When I previously looked at the TEL cost, I came up with a figure of approx $1M. That's negligible compared with a missile cost of $30M+ for a DF-41.
The warhead cost is the big unknown, but my gut also tells me that it isn't too high.
 

AndrewS

Major
Registered Member
As by Jan 2017, Chinese media have reported the deployment of three brigades of DF-41 ICBMs. There is photographic evidence of a possible fourth brigade of DF-41 ICBMs on the Tibetan plateau. However, we have only counted the number of DF-41 ICBM TELs (ie. Transporter Erector Launcher), or 4 X 12 TELs
It is inefficient to fire only one ballistic missile per launcher. It is more logical to fire two ballistic missiles per launcher. This process is called re-loading.
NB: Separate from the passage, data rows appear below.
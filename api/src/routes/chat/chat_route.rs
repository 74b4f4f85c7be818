//! POST /api/chat: answers a customer question from website content.

use std::sync::Arc;

use axum::{
    Json,
    extract::{State, rejection::JsonRejection},
};
use tracing::info;

use crate::{
    core::app_state::AppContext,
    error_handler::AppResult,
    routes::chat::chat_request::{ChatRequest, ChatResponse},
};

/// Handler: POST /api/chat
///
/// Order of checks: pipeline availability (503), then payload (400).
///
/// # Example
/// ```bash
/// curl -X POST http://127.0.0.1:8000/api/chat \
///   -H 'content-type: application/json' \
///   -d '{"question":"What is a solar feed-in tariff?","top_k":3}'
/// ```
pub async fn chat(
    State(ctx): State<Arc<AppContext>>,
    payload: Result<Json<ChatRequest>, JsonRejection>,
) -> AppResult<Json<ChatResponse>> {
    let pipeline = ctx.pipeline()?;
    let Json(body) = payload?;
    let (question, top_k) = body.validate()?;

    let answer = pipeline
        .answer_question(question, &body.conversation_history, top_k)
        .await?;

    info!(sources = answer.sources.len(), "chat request completed");
    Ok(Json(answer.into()))
}
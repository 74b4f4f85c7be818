pub mod chat_request;
pub mod chat_route;
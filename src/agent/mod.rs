mod state;

use std::sync::Arc;

use serde::{Deserialize, Serialize};
use serde_json::{Value, json};

use crate::approval::{ApprovalDecision, ApprovalGate, GateKind, GateOutcome, GateRequest};
use crate::cancel::CancellationHandle;
use crate::error::{AgentError, StoreError};
use crate::interpolation::stringify;
use crate::llm::{ChatModel, ModelMessage, ModelToolChoice, ModelToolDefinition};
use crate::state::{ExecutionStatus, FailureReason, PendingApproval};
use crate::store::{ExecutionSnapshot, ExecutionStateStore};
use crate::tools::{ToolExecution, ToolInvoker, ToolSpec};

pub use state::{AgentCursor, AgentExecutionState};

#[derive(Debug, Clone, Serialize, Deserialize)]
#[serde(default)]
pub struct AgentConfig {
    pub max_iterations: u32,
    pub system_prompt: Option<String>,
    /// Model override passed to the provider on every call.
    pub model: Option<String>,
}

impl Default for AgentConfig {
    fn default() -> Self {
        Self {
            max_iterations: 24,
            system_prompt: None,
            model: None,
        }
    }
}

pub struct AgentBuilder {
    model: Option<Arc<dyn ChatModel>>,
    tools: Vec<ToolSpec>,
    config: AgentConfig,
    gate: ApprovalGate,
    store: Option<Arc<dyn ExecutionStateStore>>,
    cancellation: CancellationHandle,
}

impl Default for AgentBuilder {
    fn default() -> Self {
        Self {
            model: None,
            tools: Vec::new(),
            config: AgentConfig::default(),
            gate: ApprovalGate::new(),
            store: None,
            cancellation: CancellationHandle::new(),
        }
    }
}

impl AgentBuilder {
    pub fn model<M>(mut self, model: M) -> Self
    where
        M: ChatModel + 'static,
    {
        self.model = Some(Arc::new(model));
        self
    }

    pub fn shared_model(mut self, model: Arc<dyn ChatModel>) -> Self {
        self.model = Some(model);
        self
    }

    pub fn tool(mut self, tool: ToolSpec) -> Self {
        self.tools.push(tool);
        self
    }

    pub fn tools(mut self, tools: Vec<ToolSpec>) -> Self {
        self.tools.extend(tools);
        self
    }

    pub fn config(mut self, config: AgentConfig) -> Self {
        self.config = config;
        self
    }

    pub fn system_prompt(mut self, system_prompt: impl Into<String>) -> Self {
        self.config.system_prompt = Some(system_prompt.into());
        self
    }

    pub fn max_iterations(mut self, max_iterations: u32) -> Self {
        self.config.max_iterations = max_iterations;
        self
    }

    pub fn model_name(mut self, model: impl Into<String>) -> Self {
        self.config.model = Some(model.into());
        self
    }

    /// Decides whether a requested tool call runs. `Modify` supplies
    /// replacement arguments.
    pub fn before_tool_execution<F>(mut self, callback: F) -> Self
    where
        F: Fn(&GateRequest<'_>) -> ApprovalDecision + Send + Sync + 'static,
    {
        self.gate = self.gate.on(GateKind::ToolExecution, callback);
        self
    }

    /// Reviews a tool result before the model sees it. `Modify` replaces the
    /// result; `Reject` keeps it.
    pub fn after_tool_execution<F>(mut self, callback: F) -> Self
    where
        F: Fn(&GateRequest<'_>) -> ApprovalDecision + Send + Sync + 'static,
    {
        self.gate = self.gate.on(GateKind::ToolResult, callback);
        self
    }

    /// Reviews the final answer. `Modify` replaces it; `Reject` keeps it.
    pub fn before_final_response<F>(mut self, callback: F) -> Self
    where
        F: Fn(&GateRequest<'_>) -> ApprovalDecision + Send + Sync + 'static,
    {
        self.gate = self.gate.on(GateKind::FinalResponse, callback);
        self
    }

    pub fn persist_to(mut self, store: Arc<dyn ExecutionStateStore>) -> Self {
        self.store = Some(store);
        self
    }

    /// Routes `kinds` to out-of-process approval through the execution store.
    pub fn defer_approval(
        mut self,
        kinds: impl IntoIterator<Item = GateKind>,
        timeout_minutes: Option<u32>,
    ) -> Self {
        self.gate = self.gate.defer(kinds, timeout_minutes);
        self
    }

    /// Engine-wide stop: cancelling `handle` stops every run, current and
    /// future.
    pub fn cancellation(mut self, handle: CancellationHandle) -> Self {
        self.cancellation = handle;
        self
    }

    pub fn build(self) -> Result<Agent, AgentError> {
        let Some(model) = self.model else {
            return Err(AgentError::Config(
                "agent model must be configured via AgentBuilder::model(...)".to_string(),
            ));
        };

        if self.config.max_iterations == 0 {
            return Err(AgentError::Config(
                "max_iterations must be at least 1".to_string(),
            ));
        }

        let invoker = ToolInvoker::new(self.tools)
            .map_err(|name| AgentError::Config(format!("duplicate tool registered: {name}")))?;

        for kind in [GateKind::StepExecution, GateKind::StepResult] {
            if self.gate.is_deferred(kind) {
                return Err(AgentError::Config(format!(
                    "gate {kind} does not apply to agent runs"
                )));
            }
        }

        let deferred = [GateKind::ToolExecution, GateKind::ToolResult, GateKind::FinalResponse]
            .into_iter()
            .any(|kind| self.gate.is_deferred(kind));
        let gate = match &self.store {
            Some(store) => self.gate.with_store(store.clone()),
            None if deferred => {
                return Err(AgentError::Config(
                    "deferred approval requires an execution store (AgentBuilder::persist_to)"
                        .to_string(),
                ));
            }
            None => self.gate,
        };

        Ok(Agent {
            model,
            invoker,
            config: self.config,
            gate,
            store: self.store,
            cancellation: self.cancellation,
        })
    }
}

/// Drives tool-calling runs against one model and tool set.
///
/// Each call to [`Agent::run`] is an independent run with its own
/// [`AgentExecutionState`]; the agent itself holds no per-run state.
pub struct Agent {
    model: Arc<dyn ChatModel>,
    invoker: ToolInvoker,
    config: AgentConfig,
    gate: ApprovalGate,
    store: Option<Arc<dyn ExecutionStateStore>>,
    cancellation: CancellationHandle,
}
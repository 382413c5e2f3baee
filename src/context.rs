use serde::{Deserialize, Serialize};
use serde_json::{Map, Value};

/// Variable store for one workflow run.
///
/// Entries keep insertion order so serialized snapshots and debug output are
/// deterministic. Only the run that owns the context mutates it.
#[derive(Clone, Debug, Default, PartialEq, Serialize, Deserialize)]
#[serde(transparent)]
pub struct ExecutionContext {
    variables: Map<String, Value>,
}

impl ExecutionContext {
    pub fn new() -> Self {
        Self::default()
    }

    /// Looks up a dot-separated path such as `draft.title` or `items.0`.
    pub fn get(&self, path: &str) -> Option<&Value> {
        let mut segments = path.split('.');
        let root = self.variables.get(segments.next()?)?;
        segments.try_fold(root, resolve_segment)
    }

    pub fn set(&mut self, name: impl Into<String>, value: impl Into<Value>) {
        self.variables.insert(name.into(), value.into());
    }

    pub fn contains(&self, name: &str) -> bool {
        self.variables.contains_key(name)
    }

    pub fn all(&self) -> &Map<String, Value> {
        &self.variables
    }

    pub fn len(&self) -> usize {
        self.variables.len()
    }

    pub fn is_empty(&self) -> bool {
        self.variables.is_empty()
    }

    pub fn to_value(&self) -> Value {
        Value::Object(self.variables.clone())
    }
}

impl<K: Into<String>> FromIterator<(K, Value)> for ExecutionContext {
    fn from_iter<I: IntoIterator<Item = (K, Value)>>(iter: I) -> Self {
        let mut context = Self::new();
        context.extend(iter);
        context
    }
}

impl<K: Into<String>> Extend<(K, Value)> for ExecutionContext {
    fn extend<I: IntoIterator<Item = (K, Value)>>(&mut self, iter: I) {
        for (name, value) in iter {
            self.set(name, value);
        }
    }
}

/// One step of path resolution. Objects are indexed by key, arrays by
/// position; scalars cannot be indexed into.
fn resolve_segment<'a>(current: &'a Value, segment: &str) -> Option<&'a Value> {
    match current {
        Value::Object(map) => map.get(segment),
        Value::Array(items) => segment.parse::<usize>().ok().and_then(|idx| items.get(idx)),
        _ => None,
    }
}
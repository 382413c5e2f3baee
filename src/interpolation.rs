//! `{{name}}` / `{{name.path}}` placeholder rendering against an
//! [`ExecutionContext`].

use std::sync::LazyLock;

use regex::{Captures, Regex};
use serde_json::Value;

use crate::context::ExecutionContext;
use crate::error::InterpolationError;

static PLACEHOLDER: LazyLock<Regex> = LazyLock::new(|| {
    Regex::new(r"\{\{\s*([A-Za-z_][A-Za-z0-9_-]*(?:\.[A-Za-z0-9_-]+)*)\s*\}\}")
        .expect("placeholder pattern is valid")
});

/// Output of a render pass.
#[derive(Clone, Debug, PartialEq, Eq)]
pub struct Rendered {
    pub text: String,
    /// Paths that did not resolve and were replaced with the empty string.
    pub gaps: Vec<String>,
}

#[derive(Clone, Copy, Debug, Default)]
pub struct Interpolator {
    strict: bool,
}

impl Interpolator {
    pub fn new() -> Self {
        Self::default()
    }

    /// In strict mode an unresolved path is an error instead of an empty
    /// substitution.
    pub fn strict(strict: bool) -> Self {
        Self { strict }
    }

    pub fn render(
        &self,
        template: &str,
        context: &ExecutionContext,
    ) -> Result<Rendered, InterpolationError> {
        let mut gaps = Vec::new();
        let text = PLACEHOLDER.replace_all(template, |caps: &Captures<'_>| {
            let path = &caps[1];
            match context.get(path) {
                Some(value) => stringify(value),
                None => {
                    gaps.push(path.to_string());
                    String::new()
                }
            }
        });

        if let Some(path) = gaps.first() {
            if self.strict {
                return Err(InterpolationError::Unresolved { path: path.clone() });
            }
            tracing::debug!(gaps = ?gaps, "template placeholders did not resolve");
        }

        Ok(Rendered {
            text: text.into_owned(),
            gaps,
        })
    }
}

/// Lenient render: unresolved placeholders become empty strings.
pub fn render(template: &str, context: &ExecutionContext) -> String {
    Interpolator::new()
        .render(template, context)
        .map(|rendered| rendered.text)
        .unwrap_or_default()
}

pub fn stringify(value: &Value) -> String {
    match value {
        Value::Null => String::new(),
        Value::String(text) => text.clone(),
        Value::Bool(_) | Value::Number(_) | Value::Array(_) | Value::Object(_) => value.to_string(),
    }
}
use chrono::{DateTime, Utc};
use serde::de::DeserializeOwned;
use serde::{Deserialize, Serialize};
use serde_json::Value;

use crate::context::ExecutionContext;
use crate::interpolation::stringify;
use crate::llm::Usage;
use crate::state::{ExecutionStatus, FailureReason, PendingApproval, RunFailure};

/// Output of one completed step.
#[derive(Clone, Debug, PartialEq, Serialize, Deserialize)]
pub struct StepResult {
    pub step_name: String,
    /// A JSON string for plain steps; the structured value for schema steps.
    pub output: Value,
    pub usage: Usage,
    pub duration_seconds: f64,
}

impl StepResult {
    pub fn output_text(&self) -> String {
        stringify(&self.output)
    }

    /// Hydrates a structured output into a caller type.
    pub fn output_as<T: DeserializeOwned>(&self) -> Result<T, serde_json::Error> {
        serde_json::from_value(self.output.clone())
    }

    pub(crate) fn with_output(self, output: Value) -> Self {
        Self { output, ..self }
    }
}

/// Position inside the step list. `produced` holds the current step's result
/// while its review gate is pending.
#[derive(Clone, Debug, Default, PartialEq, Serialize, Deserialize)]
pub struct WorkflowCursor {
    pub step_index: usize,
    pub produced: Option<StepResult>,
}

/// Full state of one workflow run. This is also the persisted form.
#[derive(Clone, Debug, PartialEq, Serialize, Deserialize)]
pub struct WorkflowExecutionState {
    pub execution_id: String,
    pub status: ExecutionStatus,
    pub current_step: Option<String>,
    pub completed_steps: usize,
    pub total_steps: usize,
    /// In execution order.
    pub step_results: Vec<StepResult>,
    pub skipped_steps: Vec<String>,
    pub context: ExecutionContext,
    pub usage: Usage,
    pub pending_approval: Option<PendingApproval>,
    pub failure: Option<RunFailure>,
    pub cursor: WorkflowCursor,
    pub created_at: DateTime<Utc>,
    pub updated_at: DateTime<Utc>,
}

impl WorkflowExecutionState {
    pub fn new(total_steps: usize, context: ExecutionContext) -> Self {
        let now = Utc::now();
        Self {
            execution_id: uuid::Uuid::new_v4().to_string(),
            status: ExecutionStatus::Running,
            current_step: None,
            completed_steps: 0,
            total_steps,
            step_results: Vec::new(),
            skipped_steps: Vec::new(),
            context,
            usage: Usage::default(),
            pending_approval: None,
            failure: None,
            cursor: WorkflowCursor::default(),
            created_at: now,
            updated_at: now,
        }
    }

    pub fn is_terminal(&self) -> bool {
        self.status.is_terminal()
    }

    pub fn step_result(&self, step_name: &str) -> Option<&StepResult> {
        self.step_results
            .iter()
            .find(|result| result.step_name == step_name)
    }

    pub(crate) fn record(&mut self, result: StepResult) {
        self.context.set(result.step_name.clone(), result.output.clone());
        self.step_results.push(result);
        self.completed_steps = self.step_results.len();
        self.advance();
    }

    pub(crate) fn skip(&mut self, step_name: String) {
        self.skipped_steps.push(step_name);
        self.advance();
    }

    fn advance(&mut self) {
        self.cursor = WorkflowCursor {
            step_index: self.cursor.step_index + 1,
            produced: None,
        };
        self.current_step = None;
        self.updated_at = Utc::now();
    }

    pub(crate) fn complete(&mut self) {
        self.current_step = None;
        self.transition(ExecutionStatus::Completed);
    }

    pub(crate) fn fail(&mut self, step: &str, reason: FailureReason, message: impl Into<String>) {
        self.failure = Some(RunFailure {
            reason,
            message: message.into(),
            step: Some(step.to_string()),
        });
        self.transition(ExecutionStatus::Failed);
    }

    pub(crate) fn pause(&mut self, pending: PendingApproval) {
        self.transition(ExecutionStatus::Paused);
        self.pending_approval = Some(pending);
    }

    pub(crate) fn cancel(&mut self) {
        self.transition(ExecutionStatus::Cancelled);
    }

    pub(crate) fn resume(&mut self) {
        self.transition(ExecutionStatus::Running);
    }

    fn transition(&mut self, status: ExecutionStatus) {
        self.status = status;
        self.pending_approval = None;
        self.updated_at = Utc::now();
    }
}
A DF-41 TEL can either be re-loaded with another DF-41 ICBM missile nearby or the DF-41 TEL can drive to a hidden re-supply location for another DF-41 ICBM.
Throw weight of DF-41 is 2,500 kg.
The DF-41 is a three-stage solid-fueled intercontinental ballistic missile reported to have a maximum range of up to 15,000 kilometers (more than 9320 miles) and a top speed of Mach 25 (19,030 mph). It is said to be capable of carrying up to 10 multiple independently targetable reentry vehicle (MIRVs). Its launch preparation time is estimated to be between 3 to 5 minutes.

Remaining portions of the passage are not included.